The loss wasn’t a total failure for the crypto industry. Were it not for arcane rules of Senate procedure and a limited time span in which to fight, industry executives very well might have succeeded. They also found unexpected allies, such as Senate Finance Committee Chairman Ron Wyden, a progressive who has authored a wide array of tax proposals to increase levies on corporations and wealthy Americans.
The Oregon Democrat, whose committee has jurisdiction over tax issues, argued that crypto entities and investors needed fewer reporting rules than were included in the original bill — not more — an argument that’s in stark contrast to many of his other proposals that would give the IRS access to more taxpayer data.
Wyden has repeatedly said that his less-strict approach would still prevent people from using crypto to evade taxes and launder money. But he ultimately said he couldn’t agree to a bipartisan compromise amendment that five other senators supported. He said in a tweet that the deal “is certainly better than the underlying bill,” but that he doesn’t believe that the language goes far enough to “protect privacy and security.”
Potential ally
Wyden could prove to be a valuable ally for the crypto community as Washington increasingly looks to regulate and tax the emerging technology.

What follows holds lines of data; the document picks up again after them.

//! # Catchup From Consensus Nodes
//!
//! A masternode network mints history through the validation queue; a
//! fresh node then syncs that history over the in-process network.

#[cfg(test)]
mod tests {
    use crate::integration::support::{init_tracing, node_key, TestNetwork};
    use qc_13_catchup::{
        BlockStore, CatchupConfig, CatchupCoordinator, CatchupDependencies, CatchupError,
        InMemoryBlockStore, InMemoryStateStore, InProcessNetwork, PeerBehaviour, StateStore,
    };
    use shared_types::{PeerRole, StaticPeerDirectory};
    use std::sync::Arc;

    type Joiner = CatchupCoordinator<
        InProcessNetwork,
        InMemoryBlockStore,
        InMemoryStateStore,
        StaticPeerDirectory,
    >;

    struct FreshNode {
        catchup: Joiner,
        network: Arc<InProcessNetwork>,
        blocks: Arc<InMemoryBlockStore>,
        state: Arc<InMemoryStateStore>,
    }

    /// Run `rounds` agreed rounds on a three-node network.
    async fn minted_network(rounds: u64) -> TestNetwork {
        let mut net = TestNetwork::new(3);
        for n in 1..=rounds {
            net.agree_on(n).await;
        }
        net.tick_all().await;
        for node in &net.nodes {
            assert_eq!(node.height(), rounds);
        }
        net
    }

    /// A new node that sees every masternode of `net` as a catchup peer.
    fn fresh_node(
        net: &TestNetwork,
        behaviours: &[PeerBehaviour],
        config: CatchupConfig,
    ) -> FreshNode {
        let network = Arc::new(InProcessNetwork::new());
        let directory = Arc::new(StaticPeerDirectory::new());
        for (node, behaviour) in net.nodes.iter().zip(behaviours) {
            network.add_peer(node.id(), node.blocks.clone(), *behaviour);
            directory.insert(node.id(), PeerRole::Masternode);
        }

        let blocks = Arc::new(InMemoryBlockStore::new());
        let state = Arc::new(InMemoryStateStore::new());
        let catchup = CatchupCoordinator::new(CatchupDependencies {
            network: network.clone(),
            blocks: blocks.clone(),
            state: state.clone(),
            directory,
            local_node: node_key(99).node_id(),
            config,
        })
        .unwrap();

        FreshNode {
            catchup,
            network,
            blocks,
            state,
        }
    }

    fn two_confirmations() -> CatchupConfig {
        CatchupConfig {
            required_confirmations: 2,
            ..CatchupConfig::for_testing()
        }
    }

    #[tokio::test]
    async fn test_fresh_node_reaches_network_state() {
        init_tracing();
        let net = minted_network(6).await;
        let mut joiner = fresh_node(&net, &[PeerBehaviour::Honest; 3], two_confirmations());

        let report = joiner.catchup.run().await.unwrap();

        assert_eq!(report.start_height, 0);
        assert_eq!(report.final_height, 6);
        assert_eq!(report.blocks_applied, 6);
        assert_eq!(joiner.blocks.latest_hash(), net.nodes[0].blocks.latest_hash());
        assert_eq!(joiner.state.applied_height(), 6);
        assert_eq!(joiner.state.snapshot(), net.nodes[0].state.snapshot());
    }

    #[tokio::test(start_paused = true)]
    async fn test_fresh_node_ignores_lying_peers() {
        let net = minted_network(4).await;
        let mut joiner = fresh_node(
            &net,
            &[
                PeerBehaviour::ClaimsHeight(1_000),
                PeerBehaviour::CorruptBlocks,
                PeerBehaviour::Honest,
            ],
            two_confirmations(),
        );

        let report = joiner.catchup.run().await.unwrap();

        assert_eq!(report.target_height, 4);
        assert_eq!(report.final_height, 4);
        assert_eq!(joiner.state.snapshot(), net.nodes[2].state.snapshot());
    }

    #[tokio::test(start_paused = true)]
    async fn test_all_peers_down_stalls() {
        let net = minted_network(2).await;
        let mut joiner = fresh_node(&net, &[PeerBehaviour::Unreachable; 3], two_confirmations());

        let err = joiner.catchup.run().await.unwrap_err();
        assert!(matches!(err, CatchupError::Stalled { height: 0, .. }));
        assert!(joiner.network.requests_sent() >= 3);
    }

    #[tokio::test]
    async fn test_joiner_follows_gossip_after_catchup() {
        let mut net = minted_network(3).await;
        let mut joiner = fresh_node(&net, &[PeerBehaviour::Honest; 3], two_confirmations());
        joiner.catchup.run().await.unwrap();

        net.agree_on(4).await;
        net.tick_all().await;
        let minted = net.nodes[0].blocks.get_block(4).unwrap();

        assert_eq!(joiner.catchup.receive_block(minted).unwrap(), 1);
        assert_eq!(joiner.blocks.latest_height(), 4);
        assert_eq!(joiner.state.snapshot(), net.nodes[1].state.snapshot());
    }

    #[tokio::test]
    async fn test_restarted_node_repairs_before_syncing() {
        let net = minted_network(5).await;
        let joiner = fresh_node(&net, &[PeerBehaviour::Honest; 3], two_confirmations());

        // Crash leftovers: blocks 1-3 stored, state never applied.
        for number in 1..=3 {
            let block = net.nodes[0].blocks.get_block(number).unwrap();
            let hash = block.hash;
            joiner.blocks.put_block(block).unwrap();
            joiner.blocks.set_latest(number, hash).unwrap();
        }
        let mut restarted = fresh_node_with_stores(&net, &joiner);

        let report = restarted.run().await.unwrap();
        assert_eq!(report.repair.blocks_replayed, 3);
        assert_eq!(report.start_height, 3);
        assert_eq!(report.blocks_applied, 2);
        assert_eq!(joiner.state.snapshot(), net.nodes[0].state.snapshot());
    }

    /// A coordinator over `joiner`'s existing stores, as after a restart.
    fn fresh_node_with_stores(net: &TestNetwork, joiner: &FreshNode) -> Joiner {
        let directory = Arc::new(StaticPeerDirectory::with_peers(
            net.nodes.iter().map(|n| n.id()),
            PeerRole::Masternode,
        ));
        CatchupCoordinator::new(CatchupDependencies {
            network: joiner.network.clone(),
            blocks: joiner.blocks.clone(),
            state: joiner.state.clone(),
            directory,
            local_node: node_key(99).node_id(),
            config: two_confirmations(),
        })
        .unwrap()
    }
}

The silver lining is that “we found out who in the Senate is interested in this subject who maybe previously didn’t know anything about it,” Senator Lummis, who co-founded the Financial Innovation Caucus, told reporters Monday.
Some crypto lobbyists said they must amp up their efforts to avoid similar pitfalls in the future.
“This past week’s fire drill is directly related to the industry’s failure to be fully plugged in to the public policy process,” said Michelle Bond, CEO of the Washington-based Association for Digital Asset Markets, a self-governing association. Bond called the grassroots efforts “nothing short of spectacular” but said the industry needs to better collect intelligence to catch similar provisions earlier in the process.
Smith of the Blockchain Association said her trade group will try to use the firestorm over the crypto provision to get more lawmakers engaged on their industry’s issues.